#[cfg(not(target_arch = "wasm32"))]
use std::path::Path;

use serde::{Deserialize, Serialize};

use crate::planet_core::color::ColorRamp;
use crate::planet_core::error::ConfigError;
use crate::planet_core::fractal::FractalParams;
use crate::planet_core::noise_field::{NoiseBasis, NoiseField, Seed};
use crate::planet_core::texture::{TerrainTextureGenerator, TextureConfig};

pub const DEFAULT_RESOLUTION: u32 = 2048;

#[derive(Debug, Clone, PartialEq, Serialize, Deserialize)]
#[serde(default)]
pub struct PlanetConfig {
    /// `None` picks a fresh random seed per run.
    pub seed: Option<f64>,
    pub resolution: u32,
    pub noise: NoiseBasis,
    pub fractal: FractalParams,
    pub palette: ColorRamp,
}

impl Default for PlanetConfig {
    fn default() -> Self {
        Self {
            seed: None,
            resolution: DEFAULT_RESOLUTION,
            noise: NoiseBasis::default(),
            fractal: FractalParams::default(),
            palette: ColorRamp::default(),
        }
    }
}

impl PlanetConfig {
    /// Reads `path`, falling back to defaults when the file is missing or
    /// cannot be parsed.
    #[cfg(not(target_arch = "wasm32"))]
    pub fn load(path: &Path) -> Self {
        if !path.exists() {
            log::info!("no {} found, using defaults", path.display());
            return Self::default();
        }
        match std::fs::read_to_string(path) {
            Ok(contents) => match Self::from_json_str(&contents) {
                Ok(config) => {
                    log::info!("loaded {}", path.display());
                    config
                }
                Err(e) => {
                    log::warn!("failed to parse {}: {e:#}, using defaults", path.display());
                    Self::default()
                }
            },
            Err(e) => {
                log::warn!("failed to read {}: {e}, using defaults", path.display());
                Self::default()
            }
        }
    }

    pub fn from_json_str(contents: &str) -> anyhow::Result<Self> {
        Ok(serde_json::from_str(contents)?)
    }

    pub fn resolve_seed(&self) -> Result<Seed, ConfigError> {
        match self.seed {
            Some(value) => Seed::from_real(value),
            None => {
                let seed = Seed::random();
                log::info!("no seed configured, picked {seed}");
                Ok(seed)
            }
        }
    }

    pub fn noise_field(&self, seed: Seed) -> NoiseField {
        NoiseField::new(seed, self.noise)
    }

    pub fn generator(&self) -> Result<TerrainTextureGenerator, ConfigError> {
        TerrainTextureGenerator::new(TextureConfig {
            resolution: self.resolution,
            ramp: self.palette.clone(),
            fractal: self.fractal,
        })
    }
}

#[cfg(test)]
mod tests {
    use std::path::Path;

    use super::PlanetConfig;
    use crate::planet_core::color::Rgb;
    use crate::planet_core::error::ConfigError;
    use crate::planet_core::noise_field::{NoiseBasis, Seed};

    #[test]
    fn empty_object_gives_defaults() {
        let config = PlanetConfig::from_json_str("{}").unwrap();
        assert_eq!(config, PlanetConfig::default());
        assert_eq!(config.resolution, 2048);
        assert_eq!(config.palette.band_count(), 6);
    }

    #[test]
    fn partial_sections_keep_other_defaults() {
        let config = PlanetConfig::from_json_str(
            r##"{
                "seed": 42,
                "resolution": 512,
                "noise": "perlin",
                "fractal": { "octaves": 6 },
                "palette": { "terrain": ["#102030", "#405060"], "water": "#0000ff" }
            }"##,
        )
        .unwrap();

        assert_eq!(config.seed, Some(42.0));
        assert_eq!(config.resolution, 512);
        assert_eq!(config.noise, NoiseBasis::Perlin);
        assert_eq!(config.fractal.octaves, 6);
        assert_eq!(config.fractal.base_period, 1024.0);
        assert_eq!(config.fractal.ratio, 4.0);
        assert_eq!(config.palette.terrain(), &[Rgb::from_hex(0x102030), Rgb::from_hex(0x405060)]);
        assert_eq!(config.palette.water(), Rgb::from_hex(0x0000ff));
    }

    #[test]
    fn empty_palette_is_a_parse_error() {
        let parsed = PlanetConfig::from_json_str(
            r##"{ "palette": { "terrain": [], "water": "#0000ff" } }"##,
        );
        assert!(parsed.is_err());
    }

    #[test]
    fn configured_seed_is_used() {
        let config = PlanetConfig {
            seed: Some(1234.0),
            ..PlanetConfig::default()
        };
        assert_eq!(config.resolve_seed().unwrap(), Seed(1234));
    }

    #[test]
    fn non_finite_seed_is_a_config_error() {
        let config = PlanetConfig {
            seed: Some(f64::NAN),
            ..PlanetConfig::default()
        };
        assert!(matches!(config.resolve_seed(), Err(ConfigError::NonFiniteSeed(_))));
    }

    #[test]
    fn zero_resolution_is_rejected_by_generator() {
        let config = PlanetConfig {
            resolution: 0,
            ..PlanetConfig::default()
        };
        assert!(matches!(config.generator(), Err(ConfigError::ZeroResolution)));
    }

    #[test]
    fn default_settings_reach_every_band() {
        let config = PlanetConfig {
            resolution: 128,
            ..PlanetConfig::default()
        };
        let generator = config.generator().unwrap();
        let top = config.palette.band_count() - 1;

        let top_band_seen = [1, 42, 12345].into_iter().any(|seed| {
            let (_, stats) = generator.generate_with_stats(&config.noise_field(Seed(seed)));
            stats.band_texels[top] > 0
        });
        assert!(top_band_seen);
    }

    #[test]
    fn missing_file_loads_defaults() {
        let config = PlanetConfig::load(Path::new("definitely/not/here/planet.json"));
        assert_eq!(config, PlanetConfig::default());
    }

    #[test]
    fn malformed_file_loads_defaults() {
        let path = std::env::temp_dir().join(format!("planet-config-{}.json", std::process::id()));
        std::fs::write(&path, "{ not json").unwrap();
        let config = PlanetConfig::load(&path);
        let _ = std::fs::remove_file(&path);
        assert_eq!(config, PlanetConfig::default());
    }
}
use glam::DVec3;
use serde::{Deserialize, Serialize};

use crate::planet_core::error::ConfigError;
use crate::planet_core::noise_field::NoiseField;

/// Octave stack for the height field. Each octave divides the period and the
/// amplitude of the previous one by `ratio`.
#[derive(Debug, Clone, Copy, PartialEq, Serialize, Deserialize)]
#[serde(default)]
pub struct FractalParams {
    pub octaves: u32,
    pub base_period: f64,
    pub ratio: f64,
    /// Sphere radius in noise space. Only its size relative to `base_period`
    /// matters.
    pub radius: f64,
}

impl Default for FractalParams {
    fn default() -> Self {
        Self {
            octaves: 4,
            base_period: 1024.0,
            ratio: 4.0,
            radius: 1000.0,
        }
    }
}

impl FractalParams {
    pub fn validate(&self) -> Result<(), ConfigError> {
        for (name, value) in [
            ("base_period", self.base_period),
            ("ratio", self.ratio),
            ("radius", self.radius),
        ] {
            if !value.is_finite() || value <= 0.0 {
                return Err(ConfigError::InvalidFractal { name, value });
            }
        }
        Ok(())
    }

    /// Sums `octaves` layers of `field` at `point`.
    pub fn accumulate(&self, field: &NoiseField, point: DVec3) -> f64 {
        let mut height = 0.0;
        for k in 0..self.octaves {
            let scale = self.ratio.powi(k as i32);
            let period = self.base_period / scale;
            let amplitude = 1.0 / scale;
            let p = point / period;
            height += field.sample(p.x, p.y, p.z) * amplitude;
        }
        height
    }
}
#[cfg(not(target_arch = "wasm32"))]
pub mod cli;
#[cfg(not(target_arch = "wasm32"))]
pub mod export;
pub mod planet_core;

pub use planet_core::color::{Band, ColorRamp, Rgb};
pub use planet_core::config::PlanetConfig;
pub use planet_core::error::ConfigError;
pub use planet_core::fractal::FractalParams;
pub use planet_core::noise_field::{NoiseBasis, NoiseField, Seed};
pub use planet_core::texture::{
    generate, PixelBuffer, TerrainTextureGenerator, TextureConfig, TextureStats,
};

#[cfg(target_arch = "wasm32")]
mod web_entry {
    use wasm_bindgen::prelude::*;

    use crate::planet_core::config::PlanetConfig;

    #[wasm_bindgen(start)]
    pub fn wasm_main() {
        console_error_panic_hook::set_once();
        console_log::init_with_level(log::Level::Info).expect("failed to init logger");
    }

    /// RGBA8 bytes of a `resolution` × `resolution` planet texture using the
    /// default palette and octave settings. A missing seed picks a random one.
    #[wasm_bindgen]
    pub fn generate_planet_texture(seed: Option<f64>, resolution: u32) -> Result<Vec<u8>, JsError> {
        let config = PlanetConfig {
            seed,
            resolution,
            ..PlanetConfig::default()
        };
        let generator = config.generator()?;
        let field = config.noise_field(config.resolve_seed()?);
        Ok(generator.generate(&field).into_bytes())
    }
}
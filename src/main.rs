// Binary entry point — native only.
// On wasm32, the exports in lib.rs are used instead.

#[cfg(not(target_arch = "wasm32"))]
fn main() -> anyhow::Result<()> {
    use std::time::Instant;

    use anyhow::Context;
    use clap::Parser;

    use planet_texture::cli::Args;
    use planet_texture::export;
    use planet_texture::planet_core::config::PlanetConfig;

    env_logger::init();
    let args = Args::parse();

    let mut config = PlanetConfig::load(&args.config);
    args.apply_to(&mut config);
    log::debug!("effective config: {config:?}");

    let generator = config.generator().context("invalid texture configuration")?;
    let seed = config.resolve_seed().context("invalid seed")?;
    let field = config.noise_field(seed);
    log::info!(
        "generating {res}x{res} texture, seed {}, {} octaves, noise {}",
        field.seed(),
        config.fractal.octaves,
        config.noise.name(),
        res = config.resolution,
    );

    let started = Instant::now();
    let (buffer, stats) = generator.generate_with_stats(&field);
    log::info!(
        "generated in {:.2?}: water {:.1}%, height range [{:.3}, {:.3}]",
        started.elapsed(),
        stats.water_fraction() * 100.0,
        stats.min_height,
        stats.max_height,
    );
    for (band, count) in stats.band_texels.iter().enumerate() {
        log::debug!(
            "band {band} ({}): {count} texels",
            config.palette.terrain()[band]
        );
    }

    export::save_png(&buffer, &args.output)?;
    Ok(())
}

#[cfg(target_arch = "wasm32")]
fn main() {
    // Wasm entry points are the #[wasm_bindgen] exports in lib.rs.
}
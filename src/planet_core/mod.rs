#[macro_use]
mod par;

pub mod color;
pub mod config;
pub mod error;
pub mod fractal;
pub mod noise_field;
pub mod sphere;
pub mod texture;
use std::fmt;
use std::str::FromStr;

use serde::{Deserialize, Serialize};

use crate::planet_core::error::ConfigError;

#[derive(Debug, Clone, Copy, PartialEq, Eq, Hash, Serialize, Deserialize)]
#[serde(try_from = "String", into = "String")]
pub struct Rgb {
    pub r: u8,
    pub g: u8,
    pub b: u8,
}

impl Rgb {
    pub const fn new(r: u8, g: u8, b: u8) -> Self {
        Self { r, g, b }
    }

    /// Unpacks a `0xRRGGBB` integer. Bits above 24 are ignored.
    pub const fn from_hex(packed: u32) -> Self {
        Self {
            r: ((packed >> 16) & 0xff) as u8,
            g: ((packed >> 8) & 0xff) as u8,
            b: (packed & 0xff) as u8,
        }
    }

    pub const fn to_rgba(self) -> [u8; 4] {
        [self.r, self.g, self.b, 255]
    }
}

impl fmt::Display for Rgb {
    fn fmt(&self, f: &mut fmt::Formatter<'_>) -> fmt::Result {
        write!(f, "#{:02x}{:02x}{:02x}", self.r, self.g, self.b)
    }
}

impl FromStr for Rgb {
    type Err = ConfigError;

    fn from_str(s: &str) -> Result<Self, Self::Err> {
        let trimmed = s.trim();
        let digits = trimmed
            .strip_prefix('#')
            .or_else(|| trimmed.strip_prefix("0x"))
            .unwrap_or(trimmed);
        if digits.len() != 6 {
            return Err(ConfigError::InvalidColor(s.to_string()));
        }
        u32::from_str_radix(digits, 16)
            .map(Self::from_hex)
            .map_err(|_| ConfigError::InvalidColor(s.to_string()))
    }
}

impl TryFrom<String> for Rgb {
    type Error = ConfigError;

    fn try_from(value: String) -> Result<Self, Self::Error> {
        value.parse()
    }
}

impl From<Rgb> for String {
    fn from(color: Rgb) -> Self {
        color.to_string()
    }
}

#[derive(Debug, Clone, Copy, PartialEq, Eq)]
pub enum Band {
    Water,
    Terrain(usize),
}

#[derive(Debug, Clone, Serialize, Deserialize)]
struct RampDef {
    terrain: Vec<Rgb>,
    water: Rgb,
}

/// Terrain colors ordered from the lowest elevation band to the highest, plus
/// the water color used for every negative height. Never empty.
#[derive(Debug, Clone, PartialEq, Eq, Serialize, Deserialize)]
#[serde(try_from = "RampDef", into = "RampDef")]
pub struct ColorRamp {
    terrain: Vec<Rgb>,
    water: Rgb,
}

impl ColorRamp {
    pub fn new(terrain: Vec<Rgb>, water: Rgb) -> Result<Self, ConfigError> {
        if terrain.is_empty() {
            return Err(ConfigError::EmptyRamp);
        }
        Ok(Self { terrain, water })
    }

    pub fn terrain(&self) -> &[Rgb] {
        &self.terrain
    }

    pub fn water(&self) -> Rgb {
        self.water
    }

    pub fn band_count(&self) -> usize {
        self.terrain.len()
    }

    /// Maps an accumulated height to its band. Negative heights are water;
    /// the rest scale by the ramp length and clamp to the top band. A
    /// non-finite height lands in the lowest terrain band.
    pub fn classify(&self, height: f64) -> Band {
        if !height.is_finite() {
            return Band::Terrain(0);
        }
        if height < 0.0 {
            return Band::Water;
        }
        let last = self.terrain.len() - 1;
        let index = (height * self.terrain.len() as f64).floor() as usize;
        Band::Terrain(index.min(last))
    }

    pub fn color(&self, band: Band) -> Rgb {
        match band {
            Band::Water => self.water,
            Band::Terrain(index) => self.terrain[index.min(self.terrain.len() - 1)],
        }
    }
}

impl Default for ColorRamp {
    fn default() -> Self {
        Self {
            terrain: vec![
                Rgb::from_hex(0xe5d9c2),
                Rgb::from_hex(0xb5ba61),
                Rgb::from_hex(0x7c8d4c),
                Rgb::from_hex(0x95a170),
                Rgb::from_hex(0xced6b6),
                Rgb::from_hex(0xfffafa),
            ],
            water: Rgb::from_hex(0xb6d0e3),
        }
    }
}

impl TryFrom<RampDef> for ColorRamp {
    type Error = ConfigError;

    fn try_from(def: RampDef) -> Result<Self, Self::Error> {
        Self::new(def.terrain, def.water)
    }
}

impl From<ColorRamp> for RampDef {
    fn from(ramp: ColorRamp) -> Self {
        Self {
            terrain: ramp.terrain,
            water: ramp.water,
        }
    }
}

#[cfg(test)]
mod tests {
    use super::{Band, ColorRamp, Rgb};
    use crate::planet_core::error::ConfigError;

    fn three_band() -> ColorRamp {
        ColorRamp::new(
            vec![Rgb::new(10, 0, 0), Rgb::new(20, 0, 0), Rgb::new(30, 0, 0)],
            Rgb::new(0, 0, 200),
        )
        .unwrap()
    }

    #[test]
    fn hex_unpacks_named_channels() {
        let c = Rgb::from_hex(0xb6d0e3);
        assert_eq!((c.r, c.g, c.b), (0xb6, 0xd0, 0xe3));
        assert_eq!(c.to_rgba(), [0xb6, 0xd0, 0xe3, 255]);
    }

    #[test]
    fn color_strings_parse_and_print() {
        assert_eq!("#e5d9c2".parse::<Rgb>().unwrap(), Rgb::from_hex(0xe5d9c2));
        assert_eq!("0x7C8D4C".parse::<Rgb>().unwrap(), Rgb::from_hex(0x7c8d4c));
        assert_eq!(Rgb::from_hex(0x0a0b0c).to_string(), "#0a0b0c");
        assert!(matches!("#12345".parse::<Rgb>(), Err(ConfigError::InvalidColor(_))));
        assert!("#zzzzzz".parse::<Rgb>().is_err());
    }

    #[test]
    fn empty_ramp_is_rejected() {
        assert_eq!(
            ColorRamp::new(Vec::new(), Rgb::new(0, 0, 0)),
            Err(ConfigError::EmptyRamp)
        );
    }

    #[test]
    fn empty_ramp_is_rejected_when_deserializing() {
        let parsed: Result<ColorRamp, _> =
            serde_json::from_str(r##"{"terrain": [], "water": "#000000"}"##);
        assert!(parsed.is_err());
    }

    #[test]
    fn ramp_round_trips_through_json() {
        let ramp = ColorRamp::default();
        let json = serde_json::to_string(&ramp).unwrap();
        assert!(json.contains("\"#e5d9c2\""));
        let back: ColorRamp = serde_json::from_str(&json).unwrap();
        assert_eq!(back, ramp);
    }

    #[test]
    fn negative_heights_are_water() {
        let ramp = three_band();
        assert_eq!(ramp.classify(-1e-9), Band::Water);
        assert_eq!(ramp.classify(-0.7), Band::Water);
        assert_eq!(ramp.color(ramp.classify(-0.3)), ramp.water());
    }

    #[test]
    fn zero_height_is_lowest_terrain_band() {
        assert_eq!(three_band().classify(0.0), Band::Terrain(0));
    }

    #[test]
    fn bands_split_unit_interval_evenly() {
        let ramp = three_band();
        assert_eq!(ramp.classify(0.33), Band::Terrain(0));
        assert_eq!(ramp.classify(0.34), Band::Terrain(1));
        assert_eq!(ramp.classify(0.66), Band::Terrain(1));
        assert_eq!(ramp.classify(0.67), Band::Terrain(2));
    }

    #[test]
    fn heights_at_or_above_one_clamp_to_last_band() {
        let ramp = three_band();
        assert_eq!(ramp.classify(1.0), Band::Terrain(2));
        assert_eq!(ramp.classify(1.33), Band::Terrain(2));
        assert_eq!(ramp.classify(1e12), Band::Terrain(2));
    }

    #[test]
    fn banding_is_monotonic() {
        let ramp = ColorRamp::default();
        let index = |h: f64| match ramp.classify(h) {
            Band::Terrain(i) => i,
            Band::Water => panic!("non-negative height classified as water"),
        };
        let mut previous = 0;
        for step in 0..=1500 {
            let i = index(step as f64 * 0.001);
            assert!(i >= previous);
            previous = i;
        }
        assert_eq!(previous, ramp.band_count() - 1);
    }

    #[test]
    fn non_finite_heights_fall_back_to_lowest_band() {
        let ramp = three_band();
        assert_eq!(ramp.classify(f64::NAN), Band::Terrain(0));
        assert_eq!(ramp.classify(f64::INFINITY), Band::Terrain(0));
        assert_eq!(ramp.classify(f64::NEG_INFINITY), Band::Terrain(0));
    }
}
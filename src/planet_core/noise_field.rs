use std::fmt;
use std::str::FromStr;

use noise::{NoiseFn, OpenSimplex, Perlin, Simplex, SuperSimplex};
use serde::{Deserialize, Serialize};

use crate::planet_core::error::ConfigError;

/// Seed for a [`NoiseField`]. Every real-valued seed is normalized to 32 bits.
#[derive(Debug, Clone, Copy, PartialEq, Eq, Hash, Serialize, Deserialize)]
#[serde(transparent)]
pub struct Seed(pub u32);

impl Seed {
    /// Integral values in `u32` range are used as-is; any other finite real is
    /// folded from its bit pattern deterministically.
    pub fn from_real(value: f64) -> Result<Self, ConfigError> {
        if !value.is_finite() {
            return Err(ConfigError::NonFiniteSeed(value));
        }
        if value.fract() == 0.0 && value >= 0.0 && value <= u32::MAX as f64 {
            return Ok(Self(value as u32));
        }
        let bits = value.to_bits();
        Ok(Self(fold_bits((bits >> 32) as u32, bits as u32)))
    }

    pub fn random() -> Self {
        Self(rand::random())
    }
}

impl fmt::Display for Seed {
    fn fmt(&self, f: &mut fmt::Formatter<'_>) -> fmt::Result {
        write!(f, "{}", self.0)
    }
}

fn fold_bits(hi: u32, lo: u32) -> u32 {
    let mut x = hi.wrapping_mul(0x9E37_79B9) ^ lo.rotate_left(13);
    x ^= x >> 16;
    x = x.wrapping_mul(0x85EB_CA6B);
    x ^= x >> 13;
    x = x.wrapping_mul(0xC2B2_AE35);
    x ^ (x >> 16)
}

/// Noise algorithm behind a [`NoiseField`]. The default spans the full
/// [-1, 1] range, so every band of a ramp is reachable. `OpenSimplex` only
/// reaches about ±0.5 and leaves the upper half of a ramp unused.
#[derive(Debug, Clone, Copy, Default, PartialEq, Eq, Serialize, Deserialize)]
#[serde(rename_all = "snake_case")]
pub enum NoiseBasis {
    #[default]
    SuperSimplex,
    Simplex,
    OpenSimplex,
    Perlin,
}

impl NoiseBasis {
    pub const ALL: [Self; 4] = [
        Self::SuperSimplex,
        Self::Simplex,
        Self::OpenSimplex,
        Self::Perlin,
    ];

    /// Name used in config files and on the command line.
    pub fn name(self) -> &'static str {
        match self {
            Self::SuperSimplex => "super_simplex",
            Self::Simplex => "simplex",
            Self::OpenSimplex => "open_simplex",
            Self::Perlin => "perlin",
        }
    }
}

impl FromStr for NoiseBasis {
    type Err = ConfigError;

    fn from_str(s: &str) -> Result<Self, Self::Err> {
        Self::ALL
            .into_iter()
            .find(|basis| basis.name() == s)
            .ok_or_else(|| ConfigError::UnknownNoiseBasis(s.to_string()))
    }
}

enum Source {
    SuperSimplex(SuperSimplex),
    Simplex(Simplex),
    OpenSimplex(OpenSimplex),
    Perlin(Perlin),
}

/// Seeded 3D coherent noise. The permutation tables are built once in
/// [`NoiseField::new`] and never change afterwards, so a field can be shared
/// freely between worker threads.
pub struct NoiseField {
    seed: Seed,
    source: Source,
}

impl NoiseField {
    pub fn new(seed: Seed, basis: NoiseBasis) -> Self {
        let source = match basis {
            NoiseBasis::SuperSimplex => Source::SuperSimplex(SuperSimplex::new(seed.0)),
            NoiseBasis::Simplex => Source::Simplex(Simplex::new(seed.0)),
            NoiseBasis::OpenSimplex => Source::OpenSimplex(OpenSimplex::new(seed.0)),
            NoiseBasis::Perlin => Source::Perlin(Perlin::new(seed.0)),
        };
        Self { seed, source }
    }

    pub fn seed(&self) -> Seed {
        self.seed
    }

    /// Returns a value in roughly [-1, 1]. Non-finite input is not guarded.
    pub fn sample(&self, x: f64, y: f64, z: f64) -> f64 {
        let point = [x, y, z];
        match &self.source {
            Source::SuperSimplex(n) => n.get(point),
            Source::Simplex(n) => n.get(point),
            Source::OpenSimplex(n) => n.get(point),
            Source::Perlin(n) => n.get(point),
        }
    }
}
* * * *
Task description: Print exactly the lines above, between the one holding "let generator = config.generator()?;" and the one holding "use planet_texture::planet_core::config::PlanetConfig;", inclusive, and nothing besides.

The completed task:
        let generator = config.generator()?;
        let field = config.noise_field(config.resolve_seed()?);
        Ok(generator.generate(&field).into_bytes())
    }
}
filename src/main.rs
// Binary entry point — native only.
// On wasm32, the exports in lib.rs are used instead.

#[cfg(not(target_arch = "wasm32"))]
fn main() -> anyhow::Result<()> {
    use std::time::Instant;

    use anyhow::Context;
    use clap::Parser;

    use planet_texture::cli::Args;
    use planet_texture::export;
    use planet_texture::planet_core::config::PlanetConfig;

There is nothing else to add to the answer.